Simple SummaryLiver cancer, the majority of which is hepatocellular carcinoma, is a typically fatal adult liver malignancy. It is hard to detect in the early stages of the cancer, and therefore patients are often diagnosed at the advanced stages, when treatment options become more limited and survival outcomes are poor. To improve early detection, and therefore treatment and prognosis of liver cancer patients, we have developed an imaging probe for positron emission tomography, targeting a protein, glypican-3, which is specifically expressed at high levels in liver cancer cells.

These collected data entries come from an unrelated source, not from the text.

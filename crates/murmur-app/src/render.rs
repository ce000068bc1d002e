//! Transcript formatting.
//!
//! The [`Renderer`] maps an event or a locally issued command to a
//! [`TranscriptEntry`]: an ordered list of styled [`Segment`]s. It holds no
//! state beyond the session encoding, so formatting the same input twice
//! yields identical segments.
//!
//! Every entry begins with a plain segment that starts with `\n`. Inbound
//! text is decoded best-effort; undecodable bytes become U+FFFD and the entry
//! is still produced.

use std::borrow::Cow;

use murmur_proto::{Event, IrcName, TextEncoding, nick_of};

/// Foreground colors used by the transcript.
#[derive(Debug, Clone, Copy, PartialEq, Eq, Hash)]
pub enum Color {
    /// Locally sent raw commands.
    Blue,
    /// Status lines.
    Gray,
}

/// Segment style.
#[derive(Debug, Clone, Copy, PartialEq, Eq, Hash)]
pub enum Style {
    /// Default text.
    Plain,
    /// Emphasized, used for nicknames.
    Bold,
    /// Colored text.
    Colored(Color),
}

/// A run of text with one style.
#[derive(Debug, Clone, PartialEq, Eq)]
pub struct Segment {
    /// Display text. May contain `\n` and `\t`.
    pub text: String,
    /// Style for the whole run.
    pub style: Style,
}

/// One immutable transcript line.
#[derive(Debug, Clone, PartialEq, Eq)]
pub struct TranscriptEntry {
    segments: Vec<Segment>,
}

impl TranscriptEntry {
    /// Start an entry with its leading plain segment.
    fn starting(lead: &str) -> Self {
        debug_assert!(lead.starts_with('\n'));
        Self { segments: vec![Segment { text: lead.to_owned(), style: Style::Plain }] }
    }

    fn with(mut self, text: impl Into<String>, style: Style) -> Self {
        self.segments.push(Segment { text: text.into(), style });
        self
    }

    /// Segments in display order.
    pub fn segments(&self) -> &[Segment] {
        &self.segments
    }

    /// Concatenated text without styles.
    pub fn text(&self) -> String {
        self.segments.iter().map(|s| s.text.as_str()).collect()
    }
}

/// Pure formatting policy for one session encoding.
#[derive(Debug, Clone, Copy, Default)]
pub struct Renderer {
    encoding: TextEncoding,
}

impl Renderer {
    /// Renderer decoding inbound bytes with `encoding`.
    pub fn new(encoding: TextEncoding) -> Self {
        Self { encoding }
    }

    /// A raw line we sent: `"\n"`, then `"\tSENT: "` and the line in blue.
    pub fn raw_sent(&self, line: &str) -> TranscriptEntry {
        let blue = Style::Colored(Color::Blue);
        TranscriptEntry::starting("\n").with("\tSENT: ", blue).with(line, blue)
    }

    /// A channel message, ours or received: `<nick>: <body>`.
    pub fn channel_message(&self, nick: &str, body: &str) -> TranscriptEntry {
        TranscriptEntry::starting("\n")
            .with(nick, Style::Bold)
            .with(": ", Style::Bold)
            .with(body, Style::Plain)
    }

    /// A channel action, ours or received: `*<nick> <body>`.
    pub fn channel_action(&self, nick: &str, body: &str) -> TranscriptEntry {
        TranscriptEntry::starting("\n\t *")
            .with(nick, Style::Bold)
            .with(" ", Style::Bold)
            .with(body, Style::Plain)
    }

    /// Format an inbound event.
    pub fn event(&self, event: &Event) -> TranscriptEntry {
        match event {
            Event::ConnectionSucceeded => self.status("Connected"),
            Event::NickChanged { old, new, is_self } => {
                if *is_self {
                    self.status(format!("You are now known as {}", self.nick(new)))
                } else {
                    self.status(format!("{} is now known as {}", self.nick(old), self.nick(new)))
                }
            },
            Event::UserQuit { nick, reason } => {
                self.status(format!("{} has quit{}", self.nick(nick), self.reason(reason)))
            },
            Event::ChannelJoined { channel } => {
                self.status(format!("Now talking on {}", self.name(channel)))
            },
            Event::ModeSet { mode, by } => {
                self.status(format!("{} sets mode {}", self.nick(by), self.text(mode)))
            },
            Event::PrivateMessage { nick, message } => TranscriptEntry::starting("\n")
                .with(self.nick(nick), Style::Bold)
                .with(" (private): ", Style::Bold)
                .with(self.text(message), Style::Plain),
            Event::PrivateNotice { nick, notice } => TranscriptEntry::starting("\n")
                .with(format!("-{}-", self.nick(nick)), Style::Bold)
                .with(format!(" {}", self.text(notice)), Style::Plain),
            Event::ServerMessage { origin, params, .. } | Event::ServerNotice { origin, params } => {
                let mut line = format!("\t{}", self.name(origin));
                for param in params {
                    line.push(' ');
                    line.push_str(&self.text(param));
                }
                TranscriptEntry::starting("\n").with(line, Style::Colored(Color::Gray))
            },
            Event::Invited { channel, by } => {
                self.status(format!("{} invites you to {}", self.nick(by), self.name(channel)))
            },
            Event::PrivateAction { nick, action } => {
                self.channel_action(&self.nick(nick), &self.text(action))
            },
            Event::UserJoined { channel, nick } => {
                self.status(format!("{} has joined {}", self.nick(nick), self.name(channel)))
            },
            Event::UserParted { channel, nick, reason, is_self } => {
                if *is_self {
                    self.status(format!("You have left {}{}", self.name(channel), self.reason(reason)))
                } else {
                    self.status(format!(
                        "{} has left {}{}",
                        self.nick(nick),
                        self.name(channel),
                        self.reason(reason)
                    ))
                }
            },
            Event::ChannelModeSet { channel, mode, params, by } => {
                let mut line = format!("{} sets mode {}", self.nick(by), self.text(mode));
                if !params.is_empty() {
                    line.push(' ');
                    line.push_str(&self.text(params));
                }
                line.push_str(" on ");
                line.push_str(&self.name(channel));
                self.status(line)
            },
            Event::TopicSet { channel, topic, by } => self.status(format!(
                "{} changed the topic of {} to: {}",
                self.nick(by),
                self.name(channel),
                self.text(topic)
            )),
            Event::UserKicked { channel, nick, reason, by, is_self } => {
                let who = if *is_self { Cow::Borrowed("You") } else { self.nick(nick) };
                let verb = if *is_self { "have been" } else { "was" };
                self.status(format!(
                    "{who} {verb} kicked from {} by {}{}",
                    self.name(channel),
                    self.nick(by),
                    self.reason(reason)
                ))
            },
            Event::MessageSent { message, by, .. } => {
                self.channel_message(&self.nick(by), &self.text(message))
            },
            Event::NoticeSent { channel, notice, by } => TranscriptEntry::starting("\n")
                .with(format!("-{}:{}-", self.nick(by), self.name(channel)), Style::Bold)
                .with(format!(" {}", self.text(notice)), Style::Plain),
            Event::ActionPerformed { action, by, .. } => {
                self.channel_action(&self.nick(by), &self.text(action))
            },
        }
    }

    /// Gray `*** <text>` status line.
    fn status(&self, text: impl AsRef<str>) -> TranscriptEntry {
        TranscriptEntry::starting("\n").with(format!("\t*** {}", text.as_ref()), Style::Colored(Color::Gray))
    }

    /// Nick portion of an origin, decoded.
    fn nick<'a>(&self, origin: &'a IrcName) -> Cow<'a, str> {
        self.text(nick_of(origin.as_bytes()))
    }

    fn name<'a>(&self, name: &'a IrcName) -> Cow<'a, str> {
        self.text(name.as_bytes())
    }

    /// ` (<reason>)`, or nothing for an empty reason.
    fn reason(&self, reason: &[u8]) -> String {
        if reason.is_empty() { String::new() } else { format!(" ({})", self.text(reason)) }
    }

    fn text<'a>(&self, bytes: &'a [u8]) -> Cow<'a, str> {
        let (text, replaced) = self.encoding.decode_checked(bytes);
        if replaced {
            tracing::debug!(encoding = self.encoding.name(), len = bytes.len(), "Replaced undecodable bytes");
        }
        text
    }
}

#[cfg(test)]
mod tests {
    use super::*;

    fn plain(text: &str) -> Segment {
        Segment { text: text.into(), style: Style::Plain }
    }

    fn bold(text: &str) -> Segment {
        Segment { text: text.into(), style: Style::Bold }
    }

    #[test]
    fn raw_sent_is_blue() {
        let entry = Renderer::default().raw_sent("WHOIS foo");
        let blue = Style::Colored(Color::Blue);

        assert_eq!(entry.segments(), &[
            plain("\n"),
            Segment { text: "\tSENT: ".into(), style: blue },
            Segment { text: "WHOIS foo".into(), style: blue },
        ]);
    }

    #[test]
    fn received_message_shows_nick_only() {
        let event = Event::MessageSent {
            channel: "#room".into(),
            message: b"hi there".to_vec(),
            by: "alice!a@host".into(),
        };

        let entry = Renderer::default().event(&event);
        assert_eq!(entry.segments(), &[plain("\n"), bold("alice"), bold(": "), plain("hi there")]);
    }

    #[test]
    fn action_layout() {
        let entry = Renderer::default().channel_action("tester", "waves");
        assert_eq!(entry.segments(), &[plain("\n\t *"), bold("tester"), bold(" "), plain("waves")]);
        assert_eq!(entry.text(), "\n\t *tester waves");
    }

    #[test]
    fn status_lines_are_gray() {
        let event = Event::UserJoined { channel: "#room".into(), nick: "bob!b@h".into() };
        let entry = Renderer::default().event(&event);

        assert_eq!(entry.segments().len(), 2);
        assert_eq!(entry.segments()[1].style, Style::Colored(Color::Gray));
        assert_eq!(entry.text(), "\n\t*** bob has joined #room");
    }

    #[test]
    fn kick_wording_depends_on_target() {
        let renderer = Renderer::default();
        let kicked = |is_self| Event::UserKicked {
            channel: "#room".into(),
            nick: "tester".into(),
            reason: b"spam".to_vec(),
            by: "op!o@h".into(),
            is_self,
        };

        assert_eq!(
            renderer.event(&kicked(true)).text(),
            "\n\t*** You have been kicked from #room by op (spam)"
        );
        assert_eq!(renderer.event(&kicked(false)).text(), "\n\t*** tester was kicked from #room by op (spam)");
    }

    #[test]
    fn undecodable_bytes_are_replaced() {
        let event = Event::MessageSent {
            channel: "#room".into(),
            message: vec![b'o', b'k', 0xff, 0xfe],
            by: "alice".into(),
        };

        let entry = Renderer::default().event(&event);
        assert_eq!(entry.segments()[3].text, "ok\u{FFFD}\u{FFFD}");
    }

    #[test]
    fn latin1_session_decodes_high_bytes() {
        let Ok(latin1) = TextEncoding::for_label("latin1") else {
            unreachable!("latin1 is a known label");
        };
        let event = Event::PrivateMessage { nick: IrcName::from(&b"j\xe9r\xf4me"[..]), message: vec![0xe9] };

        let entry = Renderer::new(latin1).event(&event);
        assert_eq!(entry.text(), "\nj\u{e9}r\u{f4}me (private): \u{e9}");
    }
}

Our probe consists of the 89Zr radioisotope conjugated to a humanized monoclonal antibody against glypican-3, and it demonstrates specific ability to detect patient-derived liver cancer xenografts in a mouse model. With a high tumor to normal liver contrast, we believe this imaging probe can provide a useful tool in the early diagnosis and timely medical intervention for liver cancer patients.Glypican-3 (GPC3) is an attractive diagnostic marker for hepatocellular carcinoma (HCC). We previously reported the potential of an 89Zr-labeled murine anti-GPC3 antibody (clone 1G12) for immunoPET imaging of HCC in orthotopic patient-derived xenograft (PDX) mouse models. We now humanized the murine antibody by complementarity determining region (CDR) grafting, to allow its clinical translation for human use. The engineered humanized anti-GPC3 antibody, clone H3K3, retained comparable binding affinity and specificity to human GPC3. H3K3 was conjugated with desferrioxamine (Df) and radiolabeled with 89Zr to produce the PET/CT tracer 89Zr-Df-H3K3. When injected into GPC3-expressing orthotopic HCC PDX in NOD SCID Gamma (NSG) mice, 89Zr-Df-H3K3 showed specific high uptake into the orthotopic PDX and minimal, non-specific uptake into the non-tumor bearing liver. Specificity was demonstrated by significantly higher uptake of 89Zr-Df-H3K3 into the non-blocked PDX mice, compared with the blocked PDX mice (which received prior injection of 100 mg of unlabeled H3K3). Region of interest (ROI) analysis showed that the PDX/non-tumor liver ratio was highest (mean ± SD: 3.4 ± 0.31) at 168 h post injection; this ratio was consistent with biodistribution studies at the same time point. Thus, our humanized anti-GPC3 antibody, H3K3, shows encouraging potential for use as an immunoPET tracer for diagnostic imaging of HCC patients.